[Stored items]
#####

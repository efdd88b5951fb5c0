//! Subcommand implementations

use std::error::Error;
use std::io;
use std::path::{Path, PathBuf};
use std::time::Instant;

use chrono::Local;
use docket_core::cluster::{eps_range, sweep_eps};
use docket_core::crosstab::CROSSTAB_FILE_SUFFIX;
use docket_core::pipeline::{obtain_matrix, prepare, prepare_outcomes, resolve, MatrixSource, Prepared};
use docket_core::similarity::{self, estimate_build_time, persist::MATRIX_FILE_SUFFIX, LogProgress};
use docket_core::{DocketConfig, RecordTable, SampleWeights};
use docket_io::{
    read_table, write_annotated, write_counts, write_crosstab, write_representatives, write_sweep,
    write_to_path, CsvOptions,
};

use crate::{RunArgs, SweepArgs};

type CommandResult = Result<(), Box<dyn Error>>;

fn load_table(config: &DocketConfig, input: &Path) -> Result<RecordTable, Box<dyn Error>> {
    let start = Instant::now();
    let options = CsvOptions::with_missing_markers(&config.normalization.missing_markers);
    let table = read_table(input, &options)?;
    tracing::info!("loaded input in {:.2}s", start.elapsed().as_secs_f64());
    Ok(table)
}

fn load_prepared(config: &DocketConfig, input: &Path) -> Result<Prepared, Box<dyn Error>> {
    let prepared = prepare(load_table(config, input)?, config)?;
    if prepared.anomaly_count() > 0 {
        tracing::warn!(
            "{} rows flagged as '{}'",
            prepared.anomaly_count(),
            config.anomalies.placeholder
        );
    }
    Ok(prepared)
}

fn timestamped(config: &DocketConfig, suffix: &str) -> PathBuf {
    config
        .output
        .timestamped_path(Local::now().naive_local(), suffix)
}

fn weights<'a>(prepared: &'a Prepared, unweighted: bool) -> SampleWeights<'a> {
    if unweighted {
        SampleWeights::Uniform
    } else {
        SampleWeights::Counts(&prepared.plaintiffs.counts)
    }
}

/// `docket outcomes`
pub fn outcomes(config: &DocketConfig, input: &Path, output: Option<&Path>) -> CommandResult {
    let (_, outcomes) = prepare_outcomes(load_table(config, input)?, config)?;

    match output {
        Some(path) => write_to_path(path, |out| write_counts(out, &outcomes.column, &outcomes.counts))?,
        None => write_counts(io::stdout().lock(), &outcomes.column, &outcomes.counts)?,
    }
    Ok(())
}

/// `docket matrix`
pub fn matrix(config: &DocketConfig, input: &Path, output: Option<&Path>) -> CommandResult {
    let prepared = load_prepared(config, input)?;
    let matrix = obtain_matrix(
        &prepared,
        &MatrixSource::Build,
        &config.similarity.scorer,
        &LogProgress,
    )?;

    let path = output
        .map(Path::to_path_buf)
        .unwrap_or_else(|| timestamped(config, MATRIX_FILE_SUFFIX));
    similarity::save(&matrix, &path)?;
    println!("{}", path.display());
    Ok(())
}

/// `docket run`
pub fn run(mut config: DocketConfig, args: &RunArgs) -> CommandResult {
    let started = Instant::now();
    if let Some(eps) = args.eps {
        config.clustering.eps = eps;
    }
    if let Some(min_samples) = args.min_samples {
        config.clustering.min_samples = min_samples;
    }
    if args.unweighted {
        config.clustering.weight_by_count = false;
    }
    config.validate()?;

    let prepared = load_prepared(&config, &args.input)?;

    let source = match (&args.matrix, args.build_matrix) {
        (Some(path), _) => Some(MatrixSource::Load(path.clone())),
        (None, true) => Some(MatrixSource::Build),
        (None, false) => None,
    };
    let matrix = source
        .map(|source| obtain_matrix(&prepared, &source, &config.similarity.scorer, &LogProgress))
        .transpose()?;
    if let (Some(matrix), Some(path)) = (&matrix, &args.save_matrix) {
        similarity::save(matrix, path)?;
    }

    let resolution = resolve(&prepared, matrix.as_ref(), &config.clustering)?;

    let crosstab_path = args
        .crosstab
        .clone()
        .unwrap_or_else(|| timestamped(&config, CROSSTAB_FILE_SUFFIX));
    write_to_path(&crosstab_path, |out| write_crosstab(out, &resolution.crosstab))?;

    if let Some(path) = &args.annotated {
        let rows = resolution.annotated(&prepared)?;
        write_to_path(path, |out| write_annotated(out, prepared.table.headers(), &rows))?;
    }
    if let Some(path) = &args.clusters {
        write_to_path(path, |out| {
            write_representatives(out, resolution.labeling.representatives())
        })?;
    }
    if let Some(path) = &args.summary {
        std::fs::write(path, serde_json::to_string_pretty(&resolution.summary)?)?;
    }

    let summary = &resolution.summary;
    println!(
        "{} rows ({} duplicates removed, {} flagged)",
        summary.rows, summary.duplicates_removed, summary.anomalies
    );
    println!(
        "{} distinct plaintiffs -> {} clusters, {} unclustered names",
        summary.distinct_plaintiffs, summary.clusters, summary.noise_names
    );
    println!(
        "{} of {} rows clustered; {} outcomes",
        summary.clustered_rows, summary.rows, summary.distinct_outcomes
    );
    println!("crosstab: {}", crosstab_path.display());
    tracing::info!("run finished in {:.2}s", started.elapsed().as_secs_f64());
    Ok(())
}

/// `docket sweep`
pub fn sweep(config: &DocketConfig, args: &SweepArgs) -> CommandResult {
    let prepared = load_prepared(config, &args.input)?;
    let matrix = obtain_matrix(
        &prepared,
        &MatrixSource::Load(args.matrix.clone()),
        &config.similarity.scorer,
        &LogProgress,
    )?;

    let grid = eps_range(args.min_eps, args.max_eps, args.step)?;
    let min_samples = args.min_samples.unwrap_or(config.clustering.min_samples);
    let unweighted = args.unweighted || !config.clustering.weight_by_count;
    let points = sweep_eps(
        &matrix,
        &grid,
        min_samples,
        weights(&prepared, unweighted),
        &prepared.placeholders,
    )?;

    match &args.output {
        Some(path) => write_to_path(path, |out| write_sweep(out, &points))?,
        None => write_sweep(io::stdout().lock(), &points)?,
    }
    Ok(())
}

/// `docket estimate`
pub fn estimate(config: &DocketConfig, input: &Path, sample: usize) -> CommandResult {
    let prepared = load_prepared(config, input)?;
    let names = prepared.plaintiffs.counts.names();
    let estimate = estimate_build_time(&names, &config.similarity.scorer, sample)?;

    println!(
        "{} distinct plaintiffs, {} rows timed in {:.3}s",
        estimate.names,
        estimate.sampled_rows,
        estimate.sample_elapsed.as_secs_f64()
    );
    println!(
        "{:.3}us per comparison, estimated full build {:.1}s",
        estimate.per_comparison.as_secs_f64() * 1e6,
        estimate.estimated_total.as_secs_f64()
    );
    Ok(())
}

#####

▶ _Task instructions_
Output all of the data in full, exactly as given.

▶ _Answer to this task_
repository efdd88b5951fb5c0
//! Subcommand implementations

use std::error::Error;
use std::io;
use std::path::{Path, PathBuf};
use std::time::Instant;

use chrono::Local;
use docket_core::cluster::{eps_range, sweep_eps};
use docket_core::crosstab::CROSSTAB_FILE_SUFFIX;
use docket_core::pipeline::{obtain_matrix, prepare, prepare_outcomes, resolve, MatrixSource, Prepared};
use docket_core::similarity::{self, estimate_build_time, persist::MATRIX_FILE_SUFFIX, LogProgress};
use docket_core::{DocketConfig, RecordTable, SampleWeights};
use docket_io::{
    read_table, write_annotated, write_counts, write_crosstab, write_representatives, write_sweep,
    write_to_path, CsvOptions,
};

use crate::{RunArgs, SweepArgs};

type CommandResult = Result<(), Box<dyn Error>>;

fn load_table(config: &DocketConfig, input: &Path) -> Result<RecordTable, Box<dyn Error>> {
    let start = Instant::now();
    let options = CsvOptions::with_missing_markers(&config.normalization.missing_markers);
    let table = read_table(input, &options)?;
    tracing::info!("loaded input in {:.2}s", start.elapsed().as_secs_f64());
    Ok(table)
}

fn load_prepared(config: &DocketConfig, input: &Path) -> Result<Prepared, Box<dyn Error>> {
    let prepared = prepare(load_table(config, input)?, config)?;
    if prepared.anomaly_count() > 0 {
        tracing::warn!(
            "{} rows flagged as '{}'",
            prepared.anomaly_count(),
            config.anomalies.placeholder
        );
    }
    Ok(prepared)
}

fn timestamped(config: &DocketConfig, suffix: &str) -> PathBuf {
    config
        .output
        .timestamped_path(Local::now().naive_local(), suffix)
}

fn weights<'a>(prepared: &'a Prepared, unweighted: bool) -> SampleWeights<'a> {
    if unweighted {
        SampleWeights::Uniform
    } else {
        SampleWeights::Counts(&prepared.plaintiffs.counts)
    }
}

/// `docket outcomes`
pub fn outcomes(config: &DocketConfig, input: &Path, output: Option<&Path>) -> CommandResult {
    let (_, outcomes) = prepare_outcomes(load_table(config, input)?, config)?;

    match output {
        Some(path) => write_to_path(path, |out| write_counts(out, &outcomes.column, &outcomes.counts))?,
        None => write_counts(io::stdout().lock(), &outcomes.column, &outcomes.counts)?,
    }
    Ok(())
}

/// `docket matrix`
pub fn matrix(config: &DocketConfig, input: &Path, output: Option<&Path>) -> CommandResult {
    let prepared = load_prepared(config, input)?;
    let matrix = obtain_matrix(
        &prepared,
        &MatrixSource::Build,
        &config.similarity.scorer,
        &LogProgress,
    )?;

    let path = output
        .map(Path::to_path_buf)
        .unwrap_or_else(|| timestamped(config, MATRIX_FILE_SUFFIX));
    similarity::save(&matrix, &path)?;
    println!("{}", path.display());
    Ok(())
}

/// `docket run`
pub fn run(mut config: DocketConfig, args: &RunArgs) -> CommandResult {
    let started = Instant::now();
    if let Some(eps) = args.eps {
        config.clustering.eps = eps;
    }
    if let Some(min_samples) = args.min_samples {
        config.clustering.min_samples = min_samples;
    }
    if args.unweighted {
        config.clustering.weight_by_count = false;
    }
    config.validate()?;

    let prepared = load_prepared(&config, &args.input)?;

    let source = match (&args.matrix, args.build_matrix) {
        (Some(path), _) => Some(MatrixSource::Load(path.clone())),
        (None, true) => Some(MatrixSource::Build),
        (None, false) => None,
    };
    let matrix = source
        .map(|source| obtain_matrix(&prepared, &source, &config.similarity.scorer, &LogProgress))
        .transpose()?;
    if let (Some(matrix), Some(path)) = (&matrix, &args.save_matrix) {
        similarity::save(matrix, path)?;
    }

    let resolution = resolve(&prepared, matrix.as_ref(), &config.clustering)?;

    let crosstab_path = args
        .crosstab
        .clone()
        .unwrap_or_else(|| timestamped(&config, CROSSTAB_FILE_SUFFIX));
    write_to_path(&crosstab_path, |out| write_crosstab(out, &resolution.crosstab))?;

    if let Some(path) = &args.annotated {
        let rows = resolution.annotated(&prepared)?;
        write_to_path(path, |out| write_annotated(out, prepared.table.headers(), &rows))?;
    }
    if let Some(path) = &args.clusters {
        write_to_path(path, |out| {
            write_representatives(out, resolution.labeling.representatives())
        })?;
    }
    if let Some(path) = &args.summary {
        std::fs::write(path, serde_json::to_string_pretty(&resolution.summary)?)?;
    }

    let summary = &resolution.summary;
    println!(
        "{} rows ({} duplicates removed, {} flagged)",
        summary.rows, summary.duplicates_removed, summary.anomalies
    );
    println!(
        "{} distinct plaintiffs -> {} clusters, {} unclustered names",
        summary.distinct_plaintiffs, summary.clusters, summary.noise_names
    );
    println!(
        "{} of {} rows clustered; {} outcomes",
        summary.clustered_rows, summary.rows, summary.distinct_outcomes
    );
    println!("crosstab: {}", crosstab_path.display());
    tracing::info!("run finished in {:.2}s", started.elapsed().as_secs_f64());
    Ok(())
}

/// `docket sweep`
pub fn sweep(config: &DocketConfig, args: &SweepArgs) -> CommandResult {
    let prepared = load_prepared(config, &args.input)?;
    let matrix = obtain_matrix(
        &prepared,
        &MatrixSource::Load(args.matrix.clone()),
        &config.similarity.scorer,
        &LogProgress,
    )?;

    let grid = eps_range(args.min_eps, args.max_eps, args.step)?;
    let min_samples = args.min_samples.unwrap_or(config.clustering.min_samples);
    let unweighted = args.unweighted || !config.clustering.weight_by_count;
    let points = sweep_eps(
        &matrix,
        &grid,
        min_samples,
        weights(&prepared, unweighted),
        &prepared.placeholders,
    )?;

    match &args.output {
        Some(path) => write_to_path(path, |out| write_sweep(out, &points))?,
        None => write_sweep(io::stdout().lock(), &points)?,
    }
    Ok(())
}

/// `docket estimate`
pub fn estimate(config: &DocketConfig, input: &Path, sample: usize) -> CommandResult {
    let prepared = load_prepared(config, input)?;
    let names = prepared.plaintiffs.counts.names();
    let estimate = estimate_build_time(&names, &config.similarity.scorer, sample)?;

    println!(
        "{} distinct plaintiffs, {} rows timed in {:.3}s",
        estimate.names,
        estimate.sampled_rows,
        estimate.sample_elapsed.as_secs_f64()
    );
    println!(
        "{:.3}us per comparison, estimated full build {:.1}s",
        estimate.per_comparison.as_secs_f64() * 1e6,
        estimate.estimated_total.as_secs_f64()
    );
    Ok(())
}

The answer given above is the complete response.